Die zu Beginn erwähnten strukturellen Defizite für kulturelle Teilhabe älterer Personen in ländlichen Regionen – abnehmende soziale Netzwerke, schwindende Möglichkeiten zum Generationenaustausch und Mobilitätsprobleme – können durch das Erlernen digitaler Skills zu einem relevanten Teil abgefedert werden. Zu beachten ist dabei, dass bei Bedarf auch Tastaturen mit dem jeweiligen Alphabet der Teilnehmer*innen zur Verfügung gestellt werden.

 

Resümee

In unserer Forschung zeigt sich insgesamt, dass Digitalisierung und besonders Social Media eine Schlüsselrolle darin spielen, durch strukturelle bzw. institutionelle Ausschlüsse in Kunst- und Kultursphären zu navigieren. In Bezug auf Migration bedeuten digitale Mittel und Social Media Zugang zu Jugendlichen einerseits und ihre Ermächtigung zur eigenen Produktion durch die Vorbildfunktion von bereits auf Social Media aktiven migrantischen Künstler*innen andererseits. Zudem nutzen migrantische Künstler*innen Social Media, um institutionelle Vereinnahmung und Gate-Keeping zu umschiffen sowie vernetzt gegen diese Hegemonien und strukturellen Rassismus zu protestieren.

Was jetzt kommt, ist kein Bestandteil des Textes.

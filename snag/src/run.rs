//! Adapters that convert panicking operations into failure values.
//!
//! `run` and `run_catch` execute a synchronous operation; `run_future` and
//! `run_future_catch` execute an asynchronous one. In every case abnormal
//! termination is captured at the adapter boundary and comes back as an
//! `Err(Failure)` - a panic never propagates past an adapter. (Builds with
//! `panic = "abort"` terminate before anything is catchable; that is outside
//! any adapter's contract.)
//!
//! Operations execute behind [`AssertUnwindSafe`]; whatever state the
//! operation left half-updated when it panicked is the caller's concern.

use futures_util::FutureExt;
use snag_core::{Failure, PanicPayload, Result};
use std::future::Future;
use std::panic::{catch_unwind, AssertUnwindSafe};

/// Invoke `op`, converting a panic into an untagged failure whose context is
/// the panic payload.
///
/// A normal completion is returned unchanged.
///
/// # Example
///
/// ```rust
/// use snag::{run, FailureCheck};
///
/// let ok = run(|| "success");
/// assert_eq!(ok.unwrap(), "success");
///
/// let failed: snag::Result<()> = run(|| panic!("worker died"));
/// assert!(failed.is_failure());
/// assert_eq!(
///     failed.failure().and_then(|f| f.ctx_message()).as_deref(),
///     Some("worker died"),
/// );
/// ```
pub fn run<T, F>(op: F) -> Result<T>
where
    F: FnOnce() -> T,
{
    run_catch(op, Failure::from_panic)
}

/// Invoke `op`, handing the payload of a panic to `catcher`.
///
/// The catcher decides the failure's tag and context; the type signature
/// enforces that it produces a [`Failure`] and nothing else.
pub fn run_catch<T, F, C>(op: F, catcher: C) -> Result<T>
where
    F: FnOnce() -> T,
    C: FnOnce(PanicPayload) -> Failure,
{
    catch_unwind(AssertUnwindSafe(op)).map_err(catcher)
}

/// Invoke `op` to obtain a future, then await it, converting a panic at
/// either step into an untagged failure.
///
/// Taking a future-*producing* closure keeps parity with [`run`]: an
/// operation that panics before its future even exists is captured the same
/// way as one whose future panics mid-flight. There is no cancellation
/// support; timeouts belong to the caller's own future machinery.
///
/// # Example
///
/// ```rust
/// use snag::{run_future, FailureCheck};
///
/// # tokio_test::block_on(async {
/// let ok = run_future(|| async { 21 * 2 }).await;
/// assert_eq!(ok.unwrap(), 42);
///
/// let failed: snag::Result<()> = run_future(|| async { panic!("rejected") }).await;
/// assert!(failed.is_failure());
/// # });
/// ```
pub async fn run_future<T, Fut, F>(op: F) -> Result<T>
where
    F: FnOnce() -> Fut,
    Fut: Future<Output = T>,
{
    run_future_catch(op, Failure::from_panic).await
}

/// Async analog of [`run_catch`]: a panic while constructing or awaiting the
/// future is handed to `catcher`.
pub async fn run_future_catch<T, Fut, F, C>(op: F, catcher: C) -> Result<T>
where
    F: FnOnce() -> Fut,
    Fut: Future<Output = T>,
    C: FnOnce(PanicPayload) -> Failure,
{
    match catch_unwind(AssertUnwindSafe(op)) {
        Ok(fut) => match AssertUnwindSafe(fut).catch_unwind().await {
            Ok(value) => Ok(value),
            Err(payload) => Err(catcher(payload)),
        },
        Err(payload) => Err(catcher(payload)),
    }
}
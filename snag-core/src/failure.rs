//! The Failure value

use crate::tag::Tag;
use std::any::Any;
use std::fmt;

/// Type-erased payload carried out of a panicking operation.
pub type PanicPayload = Box<dyn Any + Send + 'static>;

/// A recoverable failure represented as an ordinary value.
///
/// A failure carries exactly two things:
/// - `tag`: which kind of failure this is - the default [`Tag::Marker`] or a
///   caller-chosen key
/// - `ctx`: an optional, arbitrary context payload - diagnostic data, a
///   source error, or the payload of a captured panic
///
/// Failures are immutable once constructed; the builder methods consume and
/// return by value. There is no `PartialEq`: the context is type-erased, so
/// the comparison idiom is the tag plus a [`ctx_ref`](Failure::ctx_ref)
/// downcast.
///
/// # Example
///
/// ```rust
/// use snag_core::Failure;
///
/// let failure = Failure::new("not_found").with_ctx("page 'intro' missing");
///
/// assert!(failure.is_tagged("not_found"));
/// assert_eq!(failure.ctx_ref::<&str>(), Some(&"page 'intro' missing"));
/// ```
pub struct Failure {
    tag: Tag,
    ctx: Option<Box<dyn Any + Send>>,
}

impl Failure {
    /// Create a failure with the default tag and no context
    pub fn untagged() -> Self {
        Failure {
            tag: Tag::Marker,
            ctx: None,
        }
    }

    /// Create a failure discriminated by the given key.
    ///
    /// An empty key normalizes to the default tag, see [`Tag::new`].
    pub fn new(key: impl Into<Tag>) -> Self {
        Failure {
            tag: key.into(),
            ctx: None,
        }
    }

    /// Create an untagged failure whose context is a captured panic payload.
    pub fn from_panic(payload: PanicPayload) -> Self {
        Failure::untagged().with_payload(payload)
    }

    // =========================================================================
    // Builders (chainable)
    // =========================================================================

    /// Attach a context payload.
    ///
    /// # Panics (debug only)
    /// Panics in debug mode if a context was already attached.
    pub fn with_ctx(mut self, ctx: impl Any + Send) -> Self {
        debug_assert!(self.ctx.is_none(), "context already set");
        self.ctx = Some(Box::new(ctx));
        self
    }

    /// Attach a captured panic payload as the context.
    ///
    /// The payload box is stored as-is, so a later
    /// [`ctx_ref`](Failure::ctx_ref) downcast sees the originally panicked
    /// type rather than a re-boxed wrapper. This is the builder for custom
    /// catchers: `|payload| Failure::new("io").with_payload(payload)`.
    ///
    /// # Panics (debug only)
    /// Panics in debug mode if a context was already attached.
    pub fn with_payload(mut self, payload: PanicPayload) -> Self {
        debug_assert!(self.ctx.is_none(), "context already set");
        self.ctx = Some(payload);
        self
    }

    /// Attach a source error as the context payload.
    ///
    /// Wraps the error through [`anyhow::Error`] so foreign error types do
    /// not leak into the failure's surface; [`source_ref`](Failure::source_ref)
    /// and [`std::error::Error::source`] recover it.
    pub fn with_source(self, source: impl Into<anyhow::Error>) -> Self {
        self.with_ctx(source.into())
    }

    // =========================================================================
    // Getters
    // =========================================================================

    /// Get the tag discriminating this failure
    pub fn tag(&self) -> &Tag {
        &self.tag
    }

    /// The textual form of the tag; [`MARKER`](crate::MARKER) when untagged
    pub fn tag_str(&self) -> &str {
        self.tag.as_str()
    }

    /// Does this failure carry the default tag?
    pub fn is_untagged(&self) -> bool {
        self.tag.is_marker()
    }

    /// Exact tag comparison against a filter key.
    ///
    /// A keyed failure matches only its own key; an untagged failure matches
    /// only [`MARKER`](crate::MARKER).
    pub fn is_tagged(&self, key: &str) -> bool {
        self.tag.matches(key)
    }

    /// Was a context payload attached?
    pub fn has_ctx(&self) -> bool {
        self.ctx.is_some()
    }

    /// Downcast the context payload to a concrete type
    pub fn ctx_ref<T: Any>(&self) -> Option<&T> {
        self.ctx.as_ref()?.downcast_ref::<T>()
    }

    /// Best-effort textual rendering of the context payload.
    ///
    /// Covers the payloads this system itself produces: panic messages
    /// (`&str` or `String`) and source errors ([`anyhow::Error`]). Anything
    /// else is opaque and yields `None`.
    pub fn ctx_message(&self) -> Option<String> {
        let ctx = self.ctx.as_ref()?;
        if let Some(s) = ctx.downcast_ref::<&str>() {
            return Some((*s).to_string());
        }
        if let Some(s) = ctx.downcast_ref::<String>() {
            return Some(s.clone());
        }
        if let Some(e) = ctx.downcast_ref::<anyhow::Error>() {
            return Some(e.to_string());
        }
        None
    }

    /// Get the source error, if the context holds one
    pub fn source_ref(&self) -> Option<&anyhow::Error> {
        self.ctx_ref::<anyhow::Error>()
    }
}

// =============================================================================
// Display - compact, single-line format for logs
// =============================================================================

impl fmt::Display for Failure {
    fn fmt(&self, f: &mut fmt::Formatter<'_>) -> fmt::Result {
        write!(f, "failure({})", self.tag)?;

        if let Some(message) = self.ctx_message() {
            write!(f, ": {}", message)?;
        } else if self.has_ctx() {
            write!(f, ": <opaque context>")?;
        }

        Ok(())
    }
}

// =============================================================================
// Debug - verbose, multi-line format for debugging
// =============================================================================

impl fmt::Debug for Failure {
    fn fmt(&self, f: &mut fmt::Formatter<'_>) -> fmt::Result {
        writeln!(f, "failure({})", self.tag)?;
        writeln!(f, "    Tag: {:?}", self.tag)?;

        match (self.ctx_message(), self.has_ctx()) {
            (Some(message), _) => writeln!(f, "    Context: {}", message)?,
            (None, true) => writeln!(f, "    Context: <opaque>")?,
            (None, false) => writeln!(f, "    Context: <none>")?,
        }

        Ok(())
    }
}

// =============================================================================
// std::error::Error implementation
// =============================================================================

impl std::error::Error for Failure {
    fn source(&self) -> Option<&(dyn std::error::Error + 'static)> {
        self.source_ref()
            .map(|e| e.as_ref() as &(dyn std::error::Error + 'static))
    }
}

// =============================================================================
// Convenient From implementations
// =============================================================================

impl From<anyhow::Error> for Failure {
    fn from(err: anyhow::Error) -> Self {
        Failure::untagged().with_source(err)
    }
}

#[cfg(test)]
mod tests {
    use super::*;
    use crate::tag::MARKER;

    #[test]
    fn test_untagged_round_trip() {
        let failure = Failure::untagged();
        assert!(failure.is_untagged());
        assert_eq!(failure.tag_str(), MARKER);
        assert!(!failure.has_ctx());
    }

    #[test]
    fn test_keyed_round_trip() {
        let failure = Failure::new("timeout").with_ctx(30u64);
        assert!(failure.is_tagged("timeout"));
        assert!(!failure.is_tagged("parse"));
        assert!(!failure.is_tagged(MARKER));
        assert_eq!(failure.ctx_ref::<u64>(), Some(&30));
    }

    #[test]
    fn test_marker_filtering() {
        assert!(Failure::untagged().is_tagged(MARKER));
        assert!(!Failure::new("timeout").is_tagged(MARKER));
    }

    #[test]
    fn test_empty_key_collapses() {
        assert!(Failure::new("").is_untagged());
        assert!(Failure::new(MARKER).is_untagged());
    }

    #[test]
    fn test_ctx_downcast_misses_other_types() {
        let failure = Failure::new("parse").with_ctx("unexpected token".to_string());
        assert_eq!(failure.ctx_ref::<u32>(), None);
        assert_eq!(
            failure.ctx_ref::<String>(),
            Some(&"unexpected token".to_string())
        );
    }

    #[test]
    fn test_json_ctx_payload() {
        let diag = serde_json::json!({ "attempt": 3, "host": "db-1" });
        let failure = Failure::new("db_unreachable").with_ctx(diag.clone());
        assert_eq!(failure.ctx_ref::<serde_json::Value>(), Some(&diag));
    }

    #[test]
    fn test_from_panic_keeps_payload_type() {
        let payload: PanicPayload = Box::new("boom");
        let failure = Failure::from_panic(payload);
        assert!(failure.is_untagged());
        assert_eq!(failure.ctx_ref::<&str>(), Some(&"boom"));
        assert_eq!(failure.ctx_message().as_deref(), Some("boom"));
    }

    #[test]
    fn test_with_source() {
        use std::error::Error as _;

        let io_err = std::io::Error::new(std::io::ErrorKind::NotFound, "config.json not found");
        let failure = Failure::new("config_missing").with_source(io_err);

        assert!(failure.source_ref().is_some());
        assert!(failure.source().is_some());
        assert_eq!(
            failure.ctx_message().as_deref(),
            Some("config.json not found")
        );
    }

    #[test]
    fn test_from_anyhow() {
        let failure = Failure::from(anyhow::anyhow!("backend unavailable"));
        assert!(failure.is_untagged());
        assert_eq!(failure.ctx_message().as_deref(), Some("backend unavailable"));
    }

    #[test]
    fn test_display() {
        let failure = Failure::new("timeout").with_ctx("deadline of 30s exceeded");
        assert_eq!(
            failure.to_string(),
            "failure(timeout): deadline of 30s exceeded"
        );

        let opaque = Failure::new("timeout").with_ctx(30u64);
        assert_eq!(opaque.to_string(), "failure(timeout): <opaque context>");

        assert_eq!(Failure::untagged().to_string(), format!("failure({})", MARKER));
    }

    #[test]
    fn test_debug_format() {
        let debug = format!("{:?}", Failure::new("parse").with_ctx("bad input"));
        assert!(debug.contains("failure(parse)"));
        assert!(debug.contains("Context: bad input"));
    }
}
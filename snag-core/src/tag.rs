//! Failure tags - the discriminant carried by every failure value

use std::fmt;

/// Process-wide identity of the default (untagged) failure discriminant.
///
/// The namespaced form keeps it from colliding with any key a caller would
/// plausibly choose for their own failures. Filtering by `MARKER` matches
/// exactly the untagged failures; its textual value is stable within a
/// version so failure values produced by one component stay recognizable by
/// another in the same process.
pub const MARKER: &str = "snag::untagged";

/// The discriminant identifying which kind of failure a value represents.
///
/// The key space is {`Marker`} ∪ {caller-chosen strings}. Using a sum type
/// rather than a bare string means a legitimate success value can never be
/// mistaken for a failure: recognition is a discriminant check, not a
/// structural guess.
#[derive(Debug, Clone, PartialEq, Eq, Hash)]
pub enum Tag {
    /// The default discriminant for failures constructed without a key
    Marker,
    /// A caller-chosen key discriminating this failure from others
    Key(String),
}

impl Tag {
    /// Create a tag from a caller-supplied key.
    ///
    /// An empty key and the literal [`MARKER`] both normalize to
    /// [`Tag::Marker`], so "no key" cannot be spelled two different ways.
    pub fn new(key: impl Into<String>) -> Self {
        let key = key.into();
        if key.is_empty() || key == MARKER {
            Tag::Marker
        } else {
            Tag::Key(key)
        }
    }

    /// The textual form of this tag; [`MARKER`] for untagged failures
    pub fn as_str(&self) -> &str {
        match self {
            Tag::Marker => MARKER,
            Tag::Key(key) => key,
        }
    }

    /// Is this the default (untagged) discriminant?
    pub fn is_marker(&self) -> bool {
        matches!(self, Tag::Marker)
    }

    /// Exact equality against a filter key.
    ///
    /// `matches(MARKER)` is true only for the default discriminant, and a
    /// keyed tag matches only its own key.
    pub fn matches(&self, key: &str) -> bool {
        self.as_str() == key
    }
}

impl From<&str> for Tag {
    fn from(key: &str) -> Self {
        Tag::new(key)
    }
}

impl From<String> for Tag {
    fn from(key: String) -> Self {
        Tag::new(key)
    }
}

impl fmt::Display for Tag {
    fn fmt(&self, f: &mut fmt::Formatter<'_>) -> fmt::Result {
        write!(f, "{}", self.as_str())
    }
}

In Bezug auf Alter in ländlichen Regionen hingegen bedeuten digitale Mittel Zugang zu ersehnten kulturellen Produktionen bzw. die Möglichkeit des Teilens eigener Kunst- und Kulturproduktionen, verstärkte Pflege von sozialen Netzwerken, intensiven Generationenaustausch sowie Möglichkeiten zur Selbstständigkeit bei Tätigkeiten, die ohne digitale Mittel verstärkte Mobilität erfordern würden, wie etwa Einkäufe oder Bankgeschäfte.

Um breitere kulturelle Teilhabemöglichkeiten zu gewährleisten, bedeutet dies für Stadt und Land Salzburg die Notwendigkeit der Förderung von Digital-Literacy-Programmen. Dazu gehören allgemein Vermittlungsformate zu Fake News und Hate Speech für alle Zielgruppen sowie informelle Formate zum Erlernen von Basiswissen im Umgang mit Computern, sofern es sich um sogenannte Digital Immigrants handelt.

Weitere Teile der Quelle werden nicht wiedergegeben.